Another natural raw material was used in the separations process. Autie-Pérez et al. [7] study a raw porous volcanic glass from Cuba as an adsorbent for Cu²⁺ removal from dyes after activation with an acid solution. After Cu²⁺ adsorption, its capacity to separate n-paraffins from a mixture by inverse gas chromatography (IGC) was also evaluated. They showed that natural volcanic glass can be used in both heavy metal removal and paraffin separation for industrial purposes.

Mesoporous materials are very interesting because of their great accessibility to bulk molecules. On this subject, we have the study of Fernandes et al. [8], which analyzes the influence of Synthesis Parameters in Obtaining KIT-6 Mesoporous Materials, and the study of Busatta et al. [9], which examines the ethylene oligomerization reactions catalyzed by nickel-β-diimine complexes immobilized on β-zeolite, [Si]-MCM-41 and [Si,Al]-MCM-41, modified with an ionic liquid. They showed different selectivities depending on whether the material used zeolite (microporous) or MCM41 (mesoporous) materials. Also on this subject, Padula et al. [10] synthesized Mesoporous Niobium Oxyhydroxide Catalysts for Cyclohexene Epoxidation Reactions. These mesoporous catalysts were synthesized from the precursor NbCl5 and surfactant CTAB (cetyltrimethylammonium bromide) using different synthesis routes, in order to obtain materials with different properties, which are capable of promoting the epoxidation of cyclohexene. Catalytic studies have shown that mild reaction conditions promote high conversion.
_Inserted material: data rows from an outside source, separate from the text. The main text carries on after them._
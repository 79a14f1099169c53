//! 七参数 2D 仿射变换的矩阵组合.
//!
//! 全部矩阵为列向量约定的 3x3 齐次矩阵, 作用于 `(x, y, 1)`, 其中
//! `x` 为列坐标, `y` 为行坐标 (屏幕坐标系, y 向下). 组合次序固定
//! 且不可交换; 反方向一律取组合结果的真逆, 绝不对参数逐项取负.

use nalgebra::{Matrix3, Vector3};

use crate::models::HistologySettings;
use crate::Idx2dF;

/// 仿射矩阵不可逆 (配置错误, 通常由缩放为 0 引起).
#[derive(Debug, Clone, Copy, PartialEq, Eq)]
pub struct NonInvertibleTransform;

/// 平移矩阵.
#[inline]
pub fn translation(dx: f64, dy: f64) -> Matrix3<f64> {
    Matrix3::new(1.0, 0.0, dx, 0.0, 1.0, dy, 0.0, 0.0, 1.0)
}

/// 缩放矩阵.
#[inline]
pub fn scaling(sx: f64, sy: f64) -> Matrix3<f64> {
    Matrix3::new(sx, 0.0, 0.0, 0.0, sy, 0.0, 0.0, 0.0, 1.0)
}

/// 错切矩阵: `x' = x + shx·y`, `y' = y + shy·x`.
///
/// 参数是坐标偏移比例而非角度.
#[inline]
pub fn shearing(shx: f64, shy: f64) -> Matrix3<f64> {
    Matrix3::new(1.0, shx, 0.0, shy, 1.0, 0.0, 0.0, 0.0, 1.0)
}

/// 旋转矩阵, 角度为度. 屏幕坐标系 (y 向下) 中顺时针为正.
#[inline]
pub fn rotation_deg(degrees: f64) -> Matrix3<f64> {
    let (sin, cos) = degrees.to_radians().sin_cos();
    Matrix3::new(cos, -sin, 0.0, sin, cos, 0.0, 0.0, 0.0, 1.0)
}

/// 组合组织学对齐参数为单个正向仿射矩阵.
///
/// `width` / `height` 为被变换图像的像素尺寸, `translation_scaling`
/// 把显示分辨率下记录的平移量换算到目标分辨率 (显示路径取 1).
///
/// 组合次序 (左乘在先, 即最后施加):
/// 绕图像中心旋转, 平移, 缩放锚定修正, 缩放, 错切锚定修正, 错切.
/// 两处锚定修正让缩放与错切在视觉上以图像中心为基准, 与交互视图中
/// 场景坐标系的行为逐像素一致.
pub fn compose_transform(
    settings: &HistologySettings,
    width: usize,
    height: usize,
    translation_scaling: f64,
) -> Matrix3<f64> {
    let width = width as f64;
    let height = height as f64;

    let centre_x = width / 2.0;
    let centre_y = height / 2.0;

    // 缩放后的等效尺寸.
    let scaled_width = settings.scale_x * width;
    let scaled_height = settings.scale_y * height;

    translation(centre_x, centre_y)
        * rotation_deg(f64::from(settings.rotation))
        * translation(-centre_x, -centre_y)
        * translation(
            f64::from(settings.translation_x) * translation_scaling,
            f64::from(settings.translation_y) * translation_scaling,
        )
        * translation(
            -(scaled_width - width) / 2.0,
            -(scaled_height - height) / 2.0,
        )
        * scaling(settings.scale_x, settings.scale_y)
        * translation(
            -settings.shear_x * scaled_height / 2.0,
            -settings.shear_y * scaled_width / 2.0,
        )
        * shearing(settings.shear_x, settings.shear_y)
}

/// 矩阵真逆. 奇异矩阵返回 `Err`.
#[inline]
pub fn inverted(matrix: &Matrix3<f64>) -> Result<Matrix3<f64>, NonInvertibleTransform> {
    matrix.try_inverse().ok_or(NonInvertibleTransform)
}

/// 用仿射矩阵变换一个 (行, 列) 像素坐标.
#[inline]
pub fn apply_to_pixel(matrix: &Matrix3<f64>, pixel: Idx2dF) -> Idx2dF {
    let mapped = matrix * Vector3::new(pixel.1, pixel.0, 1.0);
    (mapped[1], mapped[0])
}

#[cfg(test)]
mod tests {
    use super::*;

    fn matrix_eq(a: &Matrix3<f64>, b: &Matrix3<f64>) -> bool {
        (a - b).abs().max() < 1e-10
    }

    /// 缺省参数组合出严格的单位矩阵.
    #[test]
    fn identity_settings_compose_to_identity() {
        let matrix = compose_transform(&HistologySettings::default(), 200, 150, 1.0);
        assert_eq!(matrix, Matrix3::identity());
    }

    /// 旋转以图像中心为锚点: 中心在变换下不动.
    #[test]
    fn rotation_is_anchored_at_image_centre() {
        let settings = HistologySettings {
            rotation: 37,
            ..Default::default()
        };
        let matrix = compose_transform(&settings, 200, 150, 1.0);
        let (row, col) = apply_to_pixel(&matrix, (75.0, 100.0));
        assert!((row - 75.0).abs() < 1e-9);
        assert!((col - 100.0).abs() < 1e-9);
    }

    /// 屏幕坐标系中正角度为顺时针: 中心正右方的点向下方偏转.
    #[test]
    fn positive_rotation_is_clockwise_on_screen() {
        let settings = HistologySettings {
            rotation: 90,
            ..Default::default()
        };
        let matrix = compose_transform(&settings, 100, 100, 1.0);
        let (row, col) = apply_to_pixel(&matrix, (50.0, 80.0));
        assert!((row - 80.0).abs() < 1e-9);
        assert!((col - 50.0).abs() < 1e-9);
    }

    /// 缩放锚定修正让缩放同样以图像中心为基准.
    #[test]
    fn scaling_is_anchored_at_image_centre() {
        let settings = HistologySettings {
            scale_x: 2.0,
            scale_y: 0.5,
            ..Default::default()
        };
        let matrix = compose_transform(&settings, 200, 150, 1.0);
        let (row, col) = apply_to_pixel(&matrix, (75.0, 100.0));
        assert!((row - 75.0).abs() < 1e-9);
        assert!((col - 100.0).abs() < 1e-9);

        // 中心右侧 10 像素在 x 方向放大一倍.
        let (_, col) = apply_to_pixel(&matrix, (75.0, 110.0));
        assert!((col - 120.0).abs() < 1e-9);
    }

    /// 平移量随 `translation_scaling` 线性换算.
    #[test]
    fn translation_scaling_rescales_pan() {
        let settings = HistologySettings {
            translation_x: 10,
            translation_y: -4,
            ..Default::default()
        };
        let display = compose_transform(&settings, 64, 64, 1.0);
        let full = compose_transform(&settings, 64, 64, 8.0);
        let (row, col) = apply_to_pixel(&display, (0.0, 0.0));
        assert!((row + 4.0).abs() < 1e-9 && (col - 10.0).abs() < 1e-9);
        let (row, col) = apply_to_pixel(&full, (0.0, 0.0));
        assert!((row + 32.0).abs() < 1e-9 && (col - 80.0).abs() < 1e-9);
    }

    /// 真逆与原矩阵相乘得单位矩阵.
    #[test]
    fn inverse_is_true_matrix_inverse() {
        let settings = HistologySettings {
            rotation: 10,
            translation_x: 5,
            translation_y: -3,
            scale_x: 1.2,
            scale_y: 0.9,
            shear_x: 0.05,
            shear_y: 0.0,
        };
        let matrix = compose_transform(&settings, 256, 256, 1.0);
        let inverse = inverted(&matrix).unwrap();
        assert!(matrix_eq(&(matrix * inverse), &Matrix3::identity()));
    }

    /// 缩放为 0 导致奇异矩阵, 报告为配置错误而非 panic.
    #[test]
    fn singular_matrix_is_rejected() {
        let settings = HistologySettings {
            scale_x: 0.0,
            ..Default::default()
        };
        let matrix = compose_transform(&settings, 64, 64, 1.0);
        assert_eq!(inverted(&matrix), Err(NonInvertibleTransform));
    }

    /// 组合次序不可交换: 旋转与错切交换会得到不同矩阵.
    #[test]
    fn composition_order_matters() {
        let settings = HistologySettings {
            rotation: 30,
            shear_x: 0.3,
            ..Default::default()
        };
        let matrix = compose_transform(&settings, 100, 100, 1.0);
        let swapped = shearing(0.3, 0.0) * rotation_deg(30.0);
        // 只比较线性部分即可说明问题.
        let linear = matrix.fixed_view::<2, 2>(0, 0);
        let swapped_linear = swapped.fixed_view::<2, 2>(0, 0);
        assert!((linear - swapped_linear).abs().max() > 1e-3);
    }
}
Another interesting type of porous material are the MOFs, or Metal Organic Frameworks. Fuentes-Fernandez et al. [11] study the confined porous environment of MOFs as a system for studying reaction mechanisms. As an example of an important reaction, they study the dissociation of water—which plays a critical role in biology, chemistry, and materials science—in MOFs and show how the knowledge of the structure in this confined environment allows for an unprecedented level of understanding and control. Their results show that precise control of reactions within nano-porous materials is possible, opening the way for advances in fields ranging from catalysis to electrochemistry and sensors. Wu et al. [12] present an experimental investigation into the third-order nonlinearity of conventional crystalline (c-Si) and porous (p-Si) silicon with a Z-scan technique at 800-nm and 2.4-μm wavelengths.

Finally, I wish to express my gratitude to all the authors for their contributions to this Special Issue. I would also like to thank the reviewers for their kind, essential advice and suggestions. The contributions of the editorial, as well as the publishing, staff at Applied Science to this Special Issue are also highly appreciated. I hope readers from different research fields will enjoy this Open Access Special Issue and find a basis for further work in the exciting field of nanoporous materials.